Are we better off now than we were four years ago? That seems to be the question of the day.
Today, we are entrenched in the land of the empty chair. Political discourse reduced not to big issues of policy, even though millions of Americans are struggling with unemployment, homes are under water and education is failing our children so badly that Condoleezza Rice said it is "the civil rights issue of our day."
And while social media affords us instant information and the ability to instantly react, I fear it also makes it too easy to just sit back and accept what is said.
As Hendrik Hertzberg said recently in the New Yorker of the first presidential debate:
"By the end of the ninety minutes, Romney had retrofitted himself as the defender of Medicare, the advocate of Wall Street regulation, the scourge of the big banks, the enemy of tax cuts for the rich, and the champion of tax relief for the middle class. All these claims are spectacularly false; all went entirely, or mostly, unrefuted."
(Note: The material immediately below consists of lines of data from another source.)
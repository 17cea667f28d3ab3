#![deny(clippy::pedantic, unsafe_code)]
#![allow(clippy::module_name_repetitions)]

//! Audit logging for vigil
//!
//! Every status message produced by a check goes through an [`AuditSink`].
//! The production sink is [`Logger`], which echoes to standard output and
//! appends to the run's log file; [`MemorySink`] keeps records in memory so
//! checkers can be tested without touching the filesystem.
//!
//! Sinks are constructed explicitly and handed to each checker; there is no
//! process-wide logging state in this crate. Records are also mirrored as
//! `tracing` events under the `vigil::audit` target.

pub mod logger;
pub mod meta;

pub use logger::{Logger, MemorySink};
pub use meta::{LogRecord, Severity};

/// Destination for audit records
pub trait AuditSink: Send + Sync {
    /// Record a single status message
    fn record(&self, message: &str, severity: Severity);

    /// Record an informational message
    fn info(&self, message: &str) {
        self.record(message, Severity::Info);
    }

    /// Record an error message
    fn error(&self, message: &str) {
        self.record(message, Severity::Error);
    }
}

/// Mirror an audit record into the tracing pipeline.
pub(crate) fn trace_record(message: &str, severity: Severity) {
    match severity {
        Severity::Info => tracing::info!(target: "vigil::audit", "{message}"),
        Severity::Error => tracing::error!(target: "vigil::audit", "{message}"),
    }
}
When I was growing up, we got our news from a handful of sources: the daily newspaper, radio and the nightly news programs. There were no tweets in reaction to the fight for civil rights in the 1960s, to JFK's assassination or the escalation of Vietnam and Cambodia.
There were no DVRs, and if you missed seeing Richard Nixon appear on Laugh In -- well, you missed it. You could not run to your computer and find out what happened that day in the Watergate hearings or the Conspiracy 7 trial. If you missed Richard Nixon waving as he boarded Air Force One for one last time, you couldn't replay it.
Growing up in the '60s and '70s we not only knew what was going on, we cared. We were affected by the events of the day. We cared about the Civil Rights of 1964 and the war in Vietnam. Lots of us read Michael Harrington's The Other America and learned that poverty does exist even in the United States. Some of us joined Vista or Head Start or the Peace Corps. We demonstrated against Vietnam or boycotted grapes in support of Caesar Chavez.
We applauded the genius of American inventions -- everything from a video cassette, disposable lighter or Post-it note to an artificial heart.
We celebrated Roe v. Wade and saw Sandra Day O'Connor become the first woman on the Supreme Court.
We paid attention. And when we turned 21, we voted.
There are some who say the student involvement did contribute to the end of Vietnam, or helped pass civil rights legislation. And because of Kennedy and Johnson, there were advances in reducing poverty, helping the elderly and providing education for all.
It is ironic that today, when information is instantly available from many sources, few are outraged that political leaders can stand up and spew non-truths or spend precious air time before the American public ridiculing an invisible president in an empty chair.
We have an outrageously wealthy candidate who has his money stashed off shore and who spoke to America about his humble beginnings. And a vice-presidential candidate who blamed Obama for closing a GM plant in his hometown when in fact it was shut down before Obama every took office and for not getting behind Simpson-Bowles when in fact this candidate voted against it.
Maybe young people today are distracted by reality TV, celebrity news and an array of fun iPad apps. Millions would not think of missing the Kardashian wedding or Real Housewives of New York reunion. But there is an even bigger reality to get engaged in. It is happening right now this week and will continue every day until November 6. And unlike Snookie, the Kardashian sisters and the Real Housewives, this reality will affect all of us.